Lauren Quinn has an interesting article in The Guardian about Hanoi's approach to unlicensed, unplanned construction. Here's an excerpt:
enjosmith/Flickr
As the 1990s progressed, increased wealth fuelled demand, and illegal construction grew sharply. In 1995, there were about 1,000 illegal projects in the city—and those were just the reported cases. The city also began to spread out, progressively consuming villages and rice paddies to keep pace with demand for homes. Urban planners call this "spontaneous urban development." Most of the world calls it "slums." But in Hanoi, with the unusual mixture of basic regulation and control, a strange thing happened. "The negative side of this development was substandard infrastructure," says DiGregorio, "but there was also a positive." That positive came from the enlightened regulatory attitude of authorities.

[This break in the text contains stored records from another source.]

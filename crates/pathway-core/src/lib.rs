//! Plan and milestone synchronization core.

pub mod canvas;
pub mod config;
pub mod error;
pub mod generate;
pub mod linker;
pub mod milestone;
pub mod plan;
pub mod reorder;
pub mod store;
pub mod sync;

pub use config::SyncConfig;
pub use error::{ErrorKind, Failure, PartialReorderFailure, SyncError, SyncResult, ValidationError};
pub use linker::{CanvasPlanLinker, Linkage};
pub use reorder::{ReorderCoordinator, ReorderPath};
pub use store::{PgStore, Stores};
pub use sync::{PlanList, PlanSync, SyncSnapshot};
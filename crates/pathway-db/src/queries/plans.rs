//! Database query functions for the `plans` table.

use anyhow::{Context, Result};
use sqlx::PgPool;
use uuid::Uuid;

use crate::models::{
    Milestone, NewPlan, Plan, PlanDetailsPatch, PlanWithMilestones, SubmissionStatus,
    milestone_seeds,
};
use crate::queries::milestones;

/// Insert a plan row and its twelve milestones in one transaction.
///
/// Milestones get `week_number = 1..=12`, `order_index = week_number - 1`,
/// an empty goal and status `not_started`. If any milestone insert fails
/// the transaction rolls back and no plan row survives.
pub async fn create_plan_with_milestones(
    pool: &PgPool,
    new_plan: &NewPlan,
) -> Result<PlanWithMilestones> {
    let mut tx = pool.begin().await.context("failed to begin transaction")?;

    let plan = sqlx::query_as::<_, Plan>(
        "INSERT INTO plans (owner_id, title, start_date, end_date, parent_plan_id) \
         VALUES ($1, $2, $3, $4, $5) \
         RETURNING *",
    )
    .bind(&new_plan.owner_id)
    .bind(&new_plan.title)
    .bind(new_plan.start_date)
    .bind(new_plan.end_date)
    .bind(new_plan.parent_plan_id)
    .fetch_one(&mut *tx)
    .await
    .context("failed to insert plan")?;

    let (weeks, orders): (Vec<i32>, Vec<i32>) = milestone_seeds().unzip();
    let mut milestones = sqlx::query_as::<_, Milestone>(
        "INSERT INTO milestones (plan_id, week_number, order_index) \
         SELECT $1, seed.week_number, seed.order_index \
         FROM unnest($2::int4[], $3::int4[]) AS seed(week_number, order_index) \
         RETURNING *",
    )
    .bind(plan.id)
    .bind(&weeks)
    .bind(&orders)
    .fetch_all(&mut *tx)
    .await
    .with_context(|| format!("failed to insert milestones for plan {}", plan.id))?;

    tx.commit().await.context("failed to commit transaction")?;

    milestones.sort_by_key(|m| m.order_index);
    Ok(PlanWithMilestones { plan, milestones })
}

/// Fetch a plan by its ID.
pub async fn get_plan(pool: &PgPool, id: Uuid) -> Result<Option<Plan>> {
    let plan = sqlx::query_as::<_, Plan>("SELECT * FROM plans WHERE id = $1")
        .bind(id)
        .fetch_optional(pool)
        .await
        .context("failed to fetch plan")?;

    Ok(plan)
}

/// Fetch a plan joined with its milestones in display order.
pub async fn get_plan_with_milestones(
    pool: &PgPool,
    id: Uuid,
) -> Result<Option<PlanWithMilestones>> {
    let Some(plan) = get_plan(pool, id).await? else {
        return Ok(None);
    };
    let milestones = milestones::list_milestones_for_plan(pool, id).await?;
    Ok(Some(PlanWithMilestones { plan, milestones }))
}

/// List an owner's plans, newest first.
pub async fn list_plans_for_owner(pool: &PgPool, owner_id: &str) -> Result<Vec<Plan>> {
    let plans = sqlx::query_as::<_, Plan>(
        "SELECT * FROM plans WHERE owner_id = $1 ORDER BY created_at DESC, id",
    )
    .bind(owner_id)
    .fetch_all(pool)
    .await
    .context("failed to list plans")?;

    Ok(plans)
}

/// Apply a title and/or date change. Returns `None` if the plan is gone.
pub async fn update_plan_details(
    pool: &PgPool,
    id: Uuid,
    patch: &PlanDetailsPatch,
) -> Result<Option<Plan>> {
    let (start_date, end_date) = patch.dates.unzip();
    let plan = sqlx::query_as::<_, Plan>(
        "UPDATE plans \
         SET title = COALESCE($2, title), \
             start_date = COALESCE($3, start_date), \
             end_date = COALESCE($4, end_date), \
             updated_at = now() \
         WHERE id = $1 \
         RETURNING *",
    )
    .bind(id)
    .bind(patch.title.as_deref())
    .bind(start_date)
    .bind(end_date)
    .fetch_optional(pool)
    .await
    .context("failed to update plan details")?;

    Ok(plan)
}

/// Set the submission status. No transition rules are enforced here.
pub async fn set_submission_status(
    pool: &PgPool,
    id: Uuid,
    status: SubmissionStatus,
) -> Result<Option<Plan>> {
    let plan = sqlx::query_as::<_, Plan>(
        "UPDATE plans SET submission_status = $2, updated_at = now() \
         WHERE id = $1 \
         RETURNING *",
    )
    .bind(id)
    .bind(status)
    .fetch_optional(pool)
    .await
    .context("failed to update submission status")?;

    Ok(plan)
}

/// Delete a plan's milestones, then the plan row, in one transaction.
///
/// Both phases tolerate missing rows, so deleting an already-deleted plan
/// succeeds. Returns whether a plan row was removed.
pub async fn delete_plan(pool: &PgPool, id: Uuid) -> Result<bool> {
    let mut tx = pool.begin().await.context("failed to begin transaction")?;

    sqlx::query("DELETE FROM milestones WHERE plan_id = $1")
        .bind(id)
        .execute(&mut *tx)
        .await
        .context("failed to delete milestones")?;

    let result = sqlx::query("DELETE FROM plans WHERE id = $1")
        .bind(id)
        .execute(&mut *tx)
        .await
        .context("failed to delete plan")?;

    tx.commit().await.context("failed to commit transaction")?;

    Ok(result.rows_affected() > 0)
}
//! PostgreSQL persistence for pathway: schema migrations, connection
//! pooling, row models and query functions for plans, milestones and
//! canvases.

pub mod config;
pub mod models;
pub mod pool;
pub mod queries;
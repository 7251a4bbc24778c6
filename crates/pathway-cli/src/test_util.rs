//! Helpers shared by the CLI unit tests.

use std::sync::{Mutex, MutexGuard};

static ENV_LOCK: Mutex<()> = Mutex::new(());

/// Serialize tests that read or mutate process environment variables.
pub fn lock_env() -> MutexGuard<'static, ()> {
    ENV_LOCK.lock().unwrap_or_else(|poisoned| poisoned.into_inner())
}

/// Restores an environment variable to its previous value on drop.
/// Hold [`lock_env`] for as long as the guard lives.
pub struct EnvGuard {
    key: &'static str,
    previous: Option<String>,
}

impl EnvGuard {
    pub fn set(key: &'static str, value: &str) -> Self {
        let previous = std::env::var(key).ok();
        unsafe { std::env::set_var(key, value) };
        Self { key, previous }
    }

    pub fn remove(key: &'static str) -> Self {
        let previous = std::env::var(key).ok();
        unsafe { std::env::remove_var(key) };
        Self { key, previous }
    }
}

impl Drop for EnvGuard {
    fn drop(&mut self) {
        match &self.previous {
            Some(value) => unsafe { std::env::set_var(self.key, value) },
            None => unsafe { std::env::remove_var(self.key) },
        }
    }
}
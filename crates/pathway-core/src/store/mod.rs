//! Persistence seams.
//!
//! Services and the plan hook talk to storage only through these traits.
//! [`PgStore`] is the PostgreSQL implementation; tests substitute an
//! in-memory store with failure injection.
//!
//! The traits are object-safe so they can be shared as `Arc<dyn ...>`.

pub mod postgres;

use std::sync::Arc;

use async_trait::async_trait;
use uuid::Uuid;

use pathway_db::models::{
    Canvas, CanvasSections, Milestone, MilestonePatch, NewPlan, Plan, PlanDetailsPatch,
    PlanWithMilestones, SubmissionStatus,
};

pub use crate::error::{StoreError, StoreResult};
pub use postgres::PgStore;

/// Field-level milestone persistence. Performs no validation and no
/// cascading recomputation.
#[async_trait]
pub trait MilestoneStore: Send + Sync {
    /// Apply a partial update and return the stored record.
    async fn update_milestone(&self, id: Uuid, patch: &MilestonePatch) -> StoreResult<Milestone>;

    /// Write every `order_index` of the plan in one atomic operation,
    /// `order_index = position in ordered_ids`.
    ///
    /// Returns [`StoreError::Unsupported`] when the backend has no atomic
    /// primitive, and [`StoreError::InvalidOrdering`] when `ordered_ids` is
    /// not exactly the plan's milestones.
    async fn reorder_atomic(&self, plan_id: Uuid, ordered_ids: &[Uuid]) -> StoreResult<()>;

    /// Write one milestone's `order_index`.
    async fn set_order_index(
        &self,
        plan_id: Uuid,
        milestone_id: Uuid,
        order_index: i32,
    ) -> StoreResult<()>;
}

/// Plan metadata persistence plus bulk milestone creation.
#[async_trait]
pub trait PlanStore: Send + Sync {
    /// Insert the plan and its twelve seeded milestones as one unit. On
    /// failure no plan without milestones may remain listable.
    async fn create_plan(&self, new_plan: &NewPlan) -> StoreResult<PlanWithMilestones>;

    /// Plan with milestones sorted by `order_index`.
    async fn get_plan(&self, id: Uuid) -> StoreResult<PlanWithMilestones>;

    /// Owner's plans, newest first.
    async fn list_plans(&self, owner_id: &str) -> StoreResult<Vec<Plan>>;

    async fn update_plan_details(&self, id: Uuid, patch: &PlanDetailsPatch) -> StoreResult<Plan>;

    async fn set_submission_status(&self, id: Uuid, status: SubmissionStatus)
    -> StoreResult<Plan>;

    /// Delete milestones then the plan. Succeeds when nothing is left to
    /// delete.
    async fn delete_plan(&self, id: Uuid) -> StoreResult<()>;
}

/// Canvas persistence.
#[async_trait]
pub trait CanvasStore: Send + Sync {
    /// Insert a canvas; [`StoreError::Conflict`] when the owner already has
    /// `max_per_owner` canvases.
    async fn create_canvas(
        &self,
        owner_id: &str,
        name: &str,
        max_per_owner: usize,
    ) -> StoreResult<Canvas>;

    async fn get_canvas(&self, id: Uuid) -> StoreResult<Canvas>;

    /// Owner's canvases by position.
    async fn list_canvases(&self, owner_id: &str) -> StoreResult<Vec<Canvas>>;

    async fn update_sections(
        &self,
        id: Uuid,
        sections: &CanvasSections,
        completion_percentage: i32,
    ) -> StoreResult<Canvas>;

    async fn rename_canvas(&self, id: Uuid, name: &str) -> StoreResult<Canvas>;

    async fn set_positions(&self, owner_id: &str, ordered_ids: &[Uuid]) -> StoreResult<()>;

    /// Overwrite (or clear) the plan reference.
    async fn set_plan(&self, id: Uuid, plan_id: Option<Uuid>) -> StoreResult<Canvas>;

    /// Set the plan reference only if it is currently empty;
    /// [`StoreError::Conflict`] otherwise.
    async fn link_plan_if_unlinked(&self, id: Uuid, plan_id: Uuid) -> StoreResult<Canvas>;

    async fn delete_canvas(&self, id: Uuid) -> StoreResult<()>;
}

/// The three stores a session works against, usually backed by one
/// connection pool.
#[derive(Clone)]
pub struct Stores {
    pub plans: Arc<dyn PlanStore>,
    pub milestones: Arc<dyn MilestoneStore>,
    pub canvases: Arc<dyn CanvasStore>,
}

impl Stores {
    /// Use one backend for all three stores.
    pub fn from_backend<S>(backend: Arc<S>) -> Self
    where
        S: PlanStore + MilestoneStore + CanvasStore + 'static,
    {
        Self {
            plans: backend.clone(),
            milestones: backend.clone(),
            canvases: backend,
        }
    }
}

// Compile-time assertion: the store traits must be object-safe.
const _: () = {
    fn _assert_object_safe(_: &dyn MilestoneStore, _: &dyn PlanStore, _: &dyn CanvasStore) {}
};
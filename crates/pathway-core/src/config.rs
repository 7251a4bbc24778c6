use std::env;
use std::time::Duration;

/// Tunables for the synchronization core.
#[derive(Debug, Clone, PartialEq, Eq)]
pub struct SyncConfig {
    /// Idle time after the last canvas edit before it is saved.
    pub autosave_idle: Duration,
    /// Canvases a single owner may hold.
    pub max_canvases_per_owner: usize,
}

impl SyncConfig {
    pub const DEFAULT_AUTOSAVE_IDLE: Duration = Duration::from_millis(2500);
    pub const DEFAULT_MAX_CANVASES: usize = 3;

    /// Environment variable overriding the autosave idle window, in ms.
    pub const AUTOSAVE_ENV_VAR: &str = "PATHWAY_AUTOSAVE_MS";

    /// Defaults, with `PATHWAY_AUTOSAVE_MS` applied when it parses.
    pub fn from_env() -> Self {
        let autosave_idle = env::var(Self::AUTOSAVE_ENV_VAR)
            .ok()
            .and_then(|raw| raw.trim().parse::<u64>().ok())
            .map_or(Self::DEFAULT_AUTOSAVE_IDLE, Duration::from_millis);
        Self {
            autosave_idle,
            ..Self::default()
        }
    }
}

impl Default for SyncConfig {
    fn default() -> Self {
        Self {
            autosave_idle: Self::DEFAULT_AUTOSAVE_IDLE,
            max_canvases_per_owner: Self::DEFAULT_MAX_CANVASES,
        }
    }
}

#[cfg(test)]
mod tests {
    use super::*;

    #[test]
    fn defaults() {
        let cfg = SyncConfig::default();
        assert_eq!(cfg.autosave_idle, Duration::from_millis(2500));
        assert_eq!(cfg.max_canvases_per_owner, 3);
    }
}
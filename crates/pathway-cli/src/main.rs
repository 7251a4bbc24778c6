mod canvas_cmds;
mod config;
mod milestone_cmds;
mod plan_cmds;
mod resolve;
#[cfg(test)]
mod test_util;

use std::sync::Arc;

use clap::{CommandFactory, Parser, Subcommand};
use clap_complete::Shell;

use pathway_core::store::{PgStore, Stores};
use pathway_db::pool;

use config::PathwayConfig;

#[derive(Parser)]
#[command(name = "pathway", about = "Twelve-week career plans, milestones and canvases")]
struct Cli {
    /// Database URL (overrides PATHWAY_DATABASE_URL env var)
    #[arg(long, global = true)]
    database_url: Option<String>,

    /// Owner id to act as (overrides PATHWAY_USER_ID env var)
    #[arg(long, global = true)]
    user: Option<String>,

    #[command(subcommand)]
    command: Commands,
}

#[derive(Subcommand)]
pub enum Commands {
    /// Write a pathway config file (no database required)
    Init {
        /// PostgreSQL connection URL
        #[arg(long, default_value = "postgresql://localhost:5432/pathway")]
        db_url: String,
        /// Owner id used to scope plans and canvases
        #[arg(long)]
        user_id: Option<String>,
        /// Overwrite existing config file
        #[arg(long)]
        force: bool,
    },
    /// Create and migrate the pathway database
    DbInit,
    /// Plan management
    Plan {
        #[command(subcommand)]
        command: PlanCommands,
    },
    /// Milestone edits within a plan
    Milestone {
        #[command(subcommand)]
        command: MilestoneCommands,
    },
    /// Career canvas management
    Canvas {
        #[command(subcommand)]
        command: CanvasCommands,
    },
    /// Print shell completions
    Completions {
        /// Target shell
        shell: Shell,
    },
}

#[derive(Subcommand)]
pub enum PlanCommands {
    /// Create a twelve-week plan
    Create {
        /// Plan title
        title: String,
        /// Start date (YYYY-MM-DD, defaults to today)
        #[arg(long)]
        start: Option<String>,
    },
    /// List your plans, newest first
    List,
    /// Show a plan with its milestones
    Show {
        /// Plan ID
        plan_id: String,
        /// Print JSON instead of text
        #[arg(long)]
        json: bool,
    },
    /// Change a plan's title
    Rename {
        /// Plan ID
        plan_id: String,
        /// New title
        title: String,
    },
    /// Move a plan's start date (the end date follows)
    Reschedule {
        /// Plan ID
        plan_id: String,
        /// New start date (YYYY-MM-DD)
        start: String,
    },
    /// Set the submission status (draft, submitted, under_review, approved)
    Submit {
        /// Plan ID
        plan_id: String,
        /// New status
        status: String,
    },
    /// Create the plan that follows this one
    Continue {
        /// Parent plan ID
        plan_id: String,
        /// Title of the new plan
        title: String,
    },
    /// Delete a plan and its milestones
    Delete {
        /// Plan ID
        plan_id: String,
    },
}

#[derive(Subcommand)]
pub enum MilestoneCommands {
    /// Edit a milestone's goal, notes or status
    Edit {
        /// Plan ID
        plan_id: String,
        /// Milestone ID or week number (e.g. w5)
        milestone: String,
        /// Goal text (at most 200 characters)
        #[arg(long)]
        goal: Option<String>,
        /// Free-form notes
        #[arg(long)]
        notes: Option<String>,
        /// Status: not_started, in_progress, completed
        #[arg(long)]
        status: Option<String>,
    },
    /// Cycle a milestone's status
    Toggle {
        /// Plan ID
        plan_id: String,
        /// Milestone ID or week number
        milestone: String,
    },
    /// Set the display order of all twelve milestones
    Reorder {
        /// Plan ID
        plan_id: String,
        /// Milestone IDs or week numbers in the new order
        #[arg(required = true, num_args = 1..)]
        order: Vec<String>,
    },
}

#[derive(Subcommand)]
pub enum CanvasCommands {
    /// Create a canvas (at most three per user)
    Create {
        /// Canvas name
        name: String,
    },
    /// List your canvases
    List,
    /// Show a canvas's sections
    Show {
        /// Canvas ID
        canvas_id: String,
        /// Print JSON instead of text
        #[arg(long)]
        json: bool,
    },
    /// Edit canvas sections
    Edit {
        /// Canvas ID
        canvas_id: String,
        /// Section assignment, e.g. --set target_role="Staff engineer"
        #[arg(long, required = true)]
        set: Vec<String>,
    },
    /// Rename a canvas
    Rename {
        /// Canvas ID
        canvas_id: String,
        /// New name
        name: String,
    },
    /// Set the display order of your canvases
    Reorder {
        /// Canvas IDs in the new order
        #[arg(required = true, num_args = 1..)]
        canvas_ids: Vec<String>,
    },
    /// Link a canvas to a plan (replaces an existing link)
    Link {
        /// Canvas ID
        canvas_id: String,
        /// Plan ID
        plan_id: String,
    },
    /// Remove a canvas's plan link
    Unlink {
        /// Canvas ID
        canvas_id: String,
    },
    /// Create a plan from an unlinked canvas and link it
    Plan {
        /// Canvas ID
        canvas_id: String,
        /// Start date (YYYY-MM-DD, defaults to today)
        #[arg(long)]
        start: Option<String>,
    },
    /// Delete a canvas (its plan is kept)
    Delete {
        /// Canvas ID
        canvas_id: String,
    },
}

/// Execute the `pathway init` command: write config file.
fn cmd_init(db_url: &str, user_id: Option<String>, force: bool) -> anyhow::Result<()> {
    let path = config::config_path();

    if path.exists() && !force {
        anyhow::bail!(
            "config file already exists at {}\nUse --force to overwrite.",
            path.display()
        );
    }

    let cfg = config::ConfigFile {
        database: config::DatabaseSection {
            url: db_url.to_string(),
        },
        user: user_id.map(|id| config::UserSection { id }),
    };

    config::save_config(&cfg)?;

    println!("Config written to {}", path.display());
    println!("  database.url = {db_url}");
    if let Some(user) = &cfg.user {
        println!("  user.id = {}", user.id);
    }
    println!();
    println!("Next: run `pathway db-init` to create and migrate the database.");

    Ok(())
}

/// Execute the `pathway db-init` command: create database and run migrations.
async fn cmd_db_init(resolved: &PathwayConfig) -> anyhow::Result<()> {
    println!("Initializing pathway database...");

    pool::ensure_database_exists(&resolved.db_config).await?;
    let db_pool = pool::create_pool(&resolved.db_config).await?;
    pool::run_migrations(&db_pool).await?;

    let counts = pool::table_counts(&db_pool).await?;
    println!("Database ready. Tables:");
    for (table, count) in &counts {
        println!("  {table}: {count} rows");
    }

    db_pool.close().await;

    println!("pathway db-init complete.");
    Ok(())
}

#[tokio::main]
async fn main() -> anyhow::Result<()> {
    tracing_subscriber::fmt()
        .with_env_filter(
            tracing_subscriber::EnvFilter::try_from_default_env()
                .unwrap_or_else(|_| tracing_subscriber::EnvFilter::new("info")),
        )
        .with_writer(std::io::stderr)
        .init();

    let cli = Cli::parse();

    match cli.command {
        Commands::Init {
            db_url,
            user_id,
            force,
        } => {
            cmd_init(&db_url, user_id, force)?;
        }
        Commands::Completions { shell } => {
            clap_complete::generate(shell, &mut Cli::command(), "pathway", &mut std::io::stdout());
        }
        Commands::DbInit => {
            let resolved = PathwayConfig::resolve(cli.database_url.as_deref(), cli.user.as_deref());
            cmd_db_init(&resolved).await?;
        }
        Commands::Plan { command } => {
            let resolved = PathwayConfig::resolve(cli.database_url.as_deref(), cli.user.as_deref());
            let db_pool = pool::create_pool(&resolved.db_config).await?;
            let stores = Stores::from_backend(Arc::new(PgStore::new(db_pool.clone())));
            let result = plan_cmds::run_plan_command(command, &stores, &resolved).await;
            db_pool.close().await;
            result?;
        }
        Commands::Milestone { command } => {
            let resolved = PathwayConfig::resolve(cli.database_url.as_deref(), cli.user.as_deref());
            let db_pool = pool::create_pool(&resolved.db_config).await?;
            let stores = Stores::from_backend(Arc::new(PgStore::new(db_pool.clone())));
            let result = milestone_cmds::run_milestone_command(command, &stores).await;
            db_pool.close().await;
            result?;
        }
        Commands::Canvas { command } => {
            let resolved = PathwayConfig::resolve(cli.database_url.as_deref(), cli.user.as_deref());
            let db_pool = pool::create_pool(&resolved.db_config).await?;
            let stores = Stores::from_backend(Arc::new(PgStore::new(db_pool.clone())));
            let result = canvas_cmds::run_canvas_command(command, &stores, &resolved).await;
            db_pool.close().await;
            result?;
        }
    }

    Ok(())
}
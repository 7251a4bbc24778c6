//! Integration tests for the embedded migrations and schema constraints.
//!
//! Each test gets its own database from `pathway-test-utils` (a shared
//! testcontainers PostgreSQL, or `PATHWAY_TEST_PG_URL`).

use chrono::NaiveDate;
use sqlx::Row;

use pathway_db::models::NewPlan;
use pathway_db::pool;
use pathway_db::queries::plans;
use pathway_test_utils::{create_test_db, drop_test_db};

fn new_plan(owner: &str) -> NewPlan {
    let start = NaiveDate::from_ymd_opt(2025, 1, 6).unwrap();
    NewPlan {
        owner_id: owner.to_string(),
        title: "Schema".to_string(),
        start_date: start,
        end_date: NaiveDate::from_ymd_opt(2025, 3, 31).unwrap(),
        parent_plan_id: None,
    }
}

#[tokio::test]
async fn migrations_create_all_tables() {
    let (pool, db_name) = create_test_db().await;

    let rows = sqlx::query(
        "SELECT table_name FROM information_schema.tables \
         WHERE table_schema = 'public' ORDER BY table_name",
    )
    .fetch_all(&pool)
    .await
    .expect("query should succeed");
    let tables: Vec<String> = rows.iter().map(|r| r.get("table_name")).collect();

    for expected in pool::TABLES {
        assert!(
            tables.iter().any(|t| t == expected),
            "missing table {expected}; found {tables:?}"
        );
    }

    pool.close().await;
    drop_test_db(&db_name).await;
}

#[tokio::test]
async fn migrations_are_idempotent() {
    let (pool, db_name) = create_test_db().await;

    pool::run_migrations(&pool)
        .await
        .expect("second run should be a no-op");

    pool.close().await;
    drop_test_db(&db_name).await;
}

#[tokio::test]
async fn table_counts_reports_every_table() {
    let (pool, db_name) = create_test_db().await;

    plans::create_plan_with_milestones(&pool, &new_plan("owner-1"))
        .await
        .expect("create should succeed");

    let counts = pool::table_counts(&pool).await.expect("counts");
    assert_eq!(
        counts,
        vec![
            ("plans".to_string(), 1),
            ("milestones".to_string(), 12),
            ("canvases".to_string(), 0),
        ]
    );

    pool.close().await;
    drop_test_db(&db_name).await;
}

#[tokio::test]
async fn plan_end_date_must_be_twelve_weeks_after_start() {
    let (pool, db_name) = create_test_db().await;

    let mut bad = new_plan("owner-1");
    bad.end_date = NaiveDate::from_ymd_opt(2025, 4, 1).unwrap();
    let result = plans::create_plan_with_milestones(&pool, &bad).await;
    assert!(result.is_err(), "check constraint should reject the dates");

    let count: i64 = sqlx::query_scalar("SELECT COUNT(*) FROM plans")
        .fetch_one(&pool)
        .await
        .unwrap();
    assert_eq!(count, 0);

    pool.close().await;
    drop_test_db(&db_name).await;
}

#[tokio::test]
async fn order_index_is_unique_within_a_plan() {
    let (pool, db_name) = create_test_db().await;

    let created = plans::create_plan_with_milestones(&pool, &new_plan("owner-1"))
        .await
        .unwrap();

    // Moving week 1 onto week 2's position collides.
    let result = sqlx::query("UPDATE milestones SET order_index = 1 WHERE id = $1")
        .bind(created.milestones[0].id)
        .execute(&pool)
        .await;
    assert!(result.is_err(), "duplicate order_index should be rejected");

    // A single statement swapping the two positions is legal.
    sqlx::query(
        "UPDATE milestones SET order_index = 1 - order_index \
         WHERE plan_id = $1 AND order_index IN (0, 1)",
    )
    .bind(created.plan.id)
    .execute(&pool)
    .await
    .expect("swap within one statement should succeed");

    pool.close().await;
    drop_test_db(&db_name).await;
}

In the culture of semi-legal construction, if someone built a structure that adhered to minimum standards, it became legal—and for the most part was provided with basic services such as electricity and sanitation. In most developing cities, those flooding from the countryside end up living in sprawling squatter encampments, lacking basic sanitation and vulnerable to eviction. But in Hanoi, the new arrivals could build houses that didn't have official permission but often received basic services anyway.
Read the rest here. For more from Reason on unlicensed building in the Third World, go here.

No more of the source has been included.